Le 15 janvier Charles et Ferdinand se séparent, celui-ci pour retourner en Autriche, l’empereur pour aller visiter ses États des Pays-Bas. Charles entre à Maestricht le même jour; le 24 il arrive à Bruxelles. Le 2 mars il y assemble les états généraux; l’archevêque de Palerme, chef du conseil privé, donne, par son ordre, lecture à l’assemblée d’un exposé de tout ce qu’il a fait depuis 1522. Cette lecture finie, il prend lui-même la parole pour remercier les états des aides qu’ils lui ont accordées. L’audiencier, Me Laurent du Blioul, lui exprime, au nom de l’assemblée, les sentiments de la nation, reconnaissante des mesures qu’il a prises, des peines qu’il s’est données dans l’intérêt du pays; il lui promet que les états l’assisteront de corps et de biens jusqu’à la mort inclusivement. Avant de retourner chez eux, les représentants des provinces lui offrent une tapisserie représentant la bataille de Pavie et la prise du roi de France, chef d’œuvre à la fois d’art et d’industrie, sorti des ateliers renommés de Bruxelles. Il se montre sensible à cet hommage, qui lui rappelle un des plus glorieux événements de son règne.

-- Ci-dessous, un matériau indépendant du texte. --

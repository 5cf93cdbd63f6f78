//! BatchSet
//!
//! Grouped mutations across partitions, applied on commit.
//!
//! ## Atomicity boundary
//! Each partition's buffered mutations are applied all-or-nothing. Across
//! partitions there is no atomicity: every partition is attempted on its own,
//! earlier successes stay durable when a later partition fails, and nothing
//! is rolled back. The caller learns which partitions landed from
//! [`LedgerError::PartialCommit`].

use std::collections::BTreeMap;
use std::sync::Arc;

use tracing::{debug, warn};

use crate::error::{LedgerError, Result};
use crate::partition::{Partition, PartitionBatch};

/// Buffer of pending mutations keyed by partition name
///
/// Single-owner: mutate it from one thread, or lock around it.
#[derive(Debug, Default)]
pub struct BatchSet {
    updates: BTreeMap<String, PartitionBatch>,
    destroyed: bool,
}

impl BatchSet {
    pub fn new() -> Self {
        Self::default()
    }

    fn ensure_live(&self) -> Result<()> {
        if self.destroyed {
            return Err(LedgerError::UseAfterClose("batch set"));
        }
        Ok(())
    }

    /// Batch object for `partition`, allocated on first touch
    fn batch_for(&mut self, partition: &Partition) -> Result<&mut PartitionBatch> {
        self.ensure_live()?;

        let kind = partition.backend_kind();
        let batch = self
            .updates
            .entry(partition.name().to_string())
            .or_insert_with(|| PartitionBatch::for_backend(kind));

        if batch.kind() != kind {
            return Err(LedgerError::InvalidOperation(format!(
                "partition {:?} already buffers a {} batch, not {}",
                partition.name(),
                batch.kind(),
                kind
            )));
        }
        Ok(batch)
    }

    /// Buffer a put against `partition`
    pub fn put(&mut self, partition: &Partition, key: &[u8], value: &[u8]) -> Result<()> {
        self.batch_for(partition)?.put(key, value);
        Ok(())
    }

    /// Buffer a delete against `partition`
    pub fn delete(&mut self, partition: &Partition, key: &[u8]) -> Result<()> {
        self.batch_for(partition)?.delete(key);
        Ok(())
    }

    /// Empty every buffer; the per-partition batch objects are kept
    pub fn clear(&mut self) -> Result<()> {
        self.ensure_live()?;
        for batch in self.updates.values_mut() {
            batch.clear();
        }
        Ok(())
    }

    /// Release every batch object; the set is unusable afterwards
    pub fn destroy(&mut self) -> Result<()> {
        self.ensure_live()?;
        self.destroyed = true;
        self.updates.clear();
        Ok(())
    }

    pub fn is_destroyed(&self) -> bool {
        self.destroyed
    }

    /// Buffered mutations across all partitions
    pub fn len(&self) -> usize {
        self.updates.values().map(PartitionBatch::len).sum()
    }

    pub fn is_empty(&self) -> bool {
        self.len() == 0
    }

    /// Partitions that have a batch object, sorted
    pub fn partition_names(&self) -> Vec<String> {
        self.updates.keys().cloned().collect()
    }

    /// Apply each partition's batch, resolving names through `resolve`
    ///
    /// Every partition is attempted even after a failure.
    pub(crate) fn commit<F>(&self, resolve: F) -> Result<()>
    where
        F: Fn(&str) -> Option<Arc<Partition>>,
    {
        self.ensure_live()?;

        let mut committed = Vec::new();
        let mut failed = Vec::new();

        for (name, batch) in &self.updates {
            let outcome = match resolve(name) {
                Some(partition) => partition.apply_batch(batch),
                None => Err(LedgerError::UnknownPartition(name.clone())),
            };

            match outcome {
                Ok(()) => committed.push(name.clone()),
                Err(e) => failed.push((name.clone(), e.to_string())),
            }
        }

        if failed.is_empty() {
            debug!(partitions = committed.len(), mutations = self.len(), "batch committed");
            return Ok(());
        }

        warn!(?committed, ?failed, "batch partially committed");
        Err(LedgerError::PartialCommit { committed, failed })
    }
}
//! SSTable Builder
//!
//! Writes sorted key-value entries to a new SSTable file.

use std::fs::{File, OpenOptions};
use std::io::{BufWriter, Seek, SeekFrom, Write};
use std::path::{Path, PathBuf};

use crate::error::{LedgerError, Result};

use super::{SSTable, HEADER_SIZE, MAGIC, TOMBSTONE_MARKER, VERSION};

/// Builder for creating new SSTables from sorted entries
///
/// Keys must be added in strictly increasing order; anything else is rejected
/// so a reader's binary-searchable index stays correct.
pub struct SSTableBuilder {
    path: PathBuf,
    writer: BufWriter<File>,
    entry_count: u64,
    /// Offset the next entry will be written at
    offset: u64,
    /// key → file offset of entry
    index: Vec<(Vec<u8>, u64)>,
    /// CRC over the data block
    crc: crc32fast::Hasher,
}

impl SSTableBuilder {
    /// Create a new SSTable builder
    ///
    /// The header is written immediately with a zero entry count that
    /// `finish()` patches.
    pub fn new(path: &Path) -> Result<Self> {
        let file = OpenOptions::new()
            .create(true)
            .write(true)
            .truncate(true)
            .open(path)?;

        let mut writer = BufWriter::new(file);
        writer.write_all(MAGIC)?;
        writer.write_all(&VERSION.to_le_bytes())?;
        writer.write_all(&0u64.to_le_bytes())?;

        Ok(Self {
            path: path.to_path_buf(),
            writer,
            entry_count: 0,
            offset: HEADER_SIZE,
            index: Vec::new(),
            crc: crc32fast::Hasher::new(),
        })
    }

    /// Add a key-value pair
    pub fn add(&mut self, key: &[u8], value: &[u8]) -> Result<()> {
        if value.len() >= TOMBSTONE_MARKER as usize {
            return Err(LedgerError::ValueTooLarge {
                size: value.len(),
                limit: TOMBSTONE_MARKER as usize - 1,
            });
        }
        self.append(key, Some(value))
    }

    /// Add a tombstone
    pub fn add_tombstone(&mut self, key: &[u8]) -> Result<()> {
        self.append(key, None)
    }

    fn append(&mut self, key: &[u8], value: Option<&[u8]>) -> Result<()> {
        if let Some((last, _)) = self.index.last() {
            if key <= last.as_slice() {
                return Err(LedgerError::BackendIo(format!(
                    "SSTable keys out of order: {:?} after {:?}",
                    key, last
                )));
            }
        }
        let key_len = u32::try_from(key.len())
            .map_err(|_| LedgerError::BackendIo(format!("key too long: {} bytes", key.len())))?;
        let val_len = value.map_or(TOMBSTONE_MARKER, |v| v.len() as u32);

        let mut frame = Vec::with_capacity(8 + key.len() + value.map_or(0, <[u8]>::len));
        frame.extend_from_slice(&key_len.to_le_bytes());
        frame.extend_from_slice(&val_len.to_le_bytes());
        frame.extend_from_slice(key);
        if let Some(v) = value {
            frame.extend_from_slice(v);
        }

        self.writer.write_all(&frame)?;
        self.crc.update(&frame);
        self.index.push((key.to_vec(), self.offset));

        self.offset += frame.len() as u64;
        self.entry_count += 1;
        Ok(())
    }

    /// Finish building: write index block, footer, and return metadata
    pub fn finish(mut self) -> Result<SSTable> {
        let index_offset = self.offset;

        for (key, offset) in &self.index {
            self.writer.write_all(&(key.len() as u32).to_le_bytes())?;
            self.writer.write_all(&offset.to_le_bytes())?;
            self.writer.write_all(key)?;
        }

        let data_crc = self.crc.finalize();
        self.writer.write_all(&index_offset.to_le_bytes())?;
        self.writer.write_all(&data_crc.to_le_bytes())?;
        self.writer.write_all(&[0u8; 4])?;
        self.writer.flush()?;

        let mut file = self
            .writer
            .into_inner()
            .map_err(|e| LedgerError::BackendIo(format!("failed to flush SSTable: {}", e)))?;

        // Patch entry count after magic + version
        file.seek(SeekFrom::Start(6))?;
        file.write_all(&self.entry_count.to_le_bytes())?;
        file.sync_all()?;

        let file_size = file.metadata()?.len();
        let min_key = self.index.first().map(|(k, _)| k.clone()).unwrap_or_default();
        let max_key = self.index.last().map(|(k, _)| k.clone()).unwrap_or_default();

        Ok(SSTable {
            path: self.path,
            entry_count: self.entry_count,
            min_key,
            max_key,
            file_size,
        })
    }
}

La reine douairière de Hongrie, non sans bien des scrupules, avait accepté la charge qu’il lui destinait[3] : il va, le 14 mars, à sa rencontre jusqu’à Louvain; il visite, avec elle, avant de rentrer dans la capitale, Malines, Anvers, Gand et Termonde. Après la reddition de Florence au, mois d’août de l’année précédente, il en avait nommé duc Alexandre de Médicis : il trouve à Bruxelles (4 avril) un envoyé de ce jeune prince, le seigneur de Strozzi, chargé de recevoir en son nom l’investiture de ce titre et de l’autorité qui

  1. Elle était décédée à Malines dans la nuit du 30 novembre au 1er décembre.
  2. Analectes belgiques, p. 381.
  3. Elle écrivait, le 19 avril 1531, au roi Ferdinand, que l’Empereur lui avait mis la corde au col.